EXTRACTED ENTRIES: Begin

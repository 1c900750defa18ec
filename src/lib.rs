//! # Execution Gate
//!
//! A distributed, fairness-preserving rate-limited execution scheduler.
//!
//! This library bounds how many logical executions may be concurrently active
//! across possibly many independent processes, using a shared coordination
//! store as the single source of truth. Callers wrap a unit of work; the
//! scheduler admits it only when capacity exists and enforces a minimum
//! cooldown before that capacity is reused.
//!
//! ## Core Problem Solved
//!
//! Upstream services and shared resources impose admission limits that a
//! single in-process semaphore cannot enforce:
//!
//! - **Cross-Process Limits**: Several worker processes must share one quota
//! - **Cooldown Windows**: A freed slot must rest before it is handed out again
//! - **No Capacity Leaks**: A failing caller must never consume a slot forever
//! - **No Starvation**: Every waiter must eventually be served under contention
//!
//! ## Key Concepts
//!
//! - **Bucket**: a named, independently configured rate-limit domain
//! - **Handle**: a fungible token of execution capacity, stamped with the
//!   earliest time it may be used
//! - **Handle Pool**: a strict FIFO queue of handles held in the coordination
//!   store, seeded with `threshold` handles at construction
//! - **Coordination Store**: the shared atomic backing service; an in-memory
//!   implementation covers single-process use, a networked adapter covers
//!   fleets of processes
//!
//! ## Usage
//!
//! ```rust
//! use std::sync::Arc;
//! use std::time::Duration;
//!
//! use execution_gate::config::ConstraintSpec;
//! use execution_gate::core::RateLimitedScheduler;
//! use execution_gate::store::{CoordinationStore, InMemoryStore};
//!
//! let store: Arc<dyn CoordinationStore> = Arc::new(InMemoryStore::new());
//! let scheduler = RateLimitedScheduler::new(
//!     "api-calls",
//!     ConstraintSpec::new(2, Duration::from_millis(500)),
//!     store,
//! ).expect("store reachable");
//!
//! let answer = scheduler.within_constraints(|| 21 * 2).expect("admitted");
//! assert_eq!(answer, 42);
//! ```
//!
//! Admission blocks while all handles are checked out and sleeps out a
//! handle's remaining cooldown before running the work. The handle is
//! returned to the pool on every exit path, including a panicking closure.
//!
//! For complete examples, see:
//! - `tests/scheduler_test.rs` - Full integration tests
//! - `README.md` - Comprehensive documentation

#![deny(missing_docs)]
#![deny(unsafe_code)]
#![warn(clippy::all)]
#![warn(clippy::pedantic)]
#![warn(clippy::nursery)]

/// Core admission/release protocol: handles, pool, waiter, and scheduler.
pub mod core;
/// Configuration models for constraint defaults and bucket maps.
pub mod config;
/// Builders to construct schedulers from configuration.
pub mod builders;
/// Coordination store abstraction and backends.
pub mod store;
/// Shared utilities.
pub mod util;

EXTRACTED ENTRIES: End

_WHAT NEEDS TO BE DONE_
Go through the material and select each line with the string "that" in it.

_FINISHED TASK_
//! cooldown before that capacity is reused.
//! Upstream services and shared resources impose admission limits that a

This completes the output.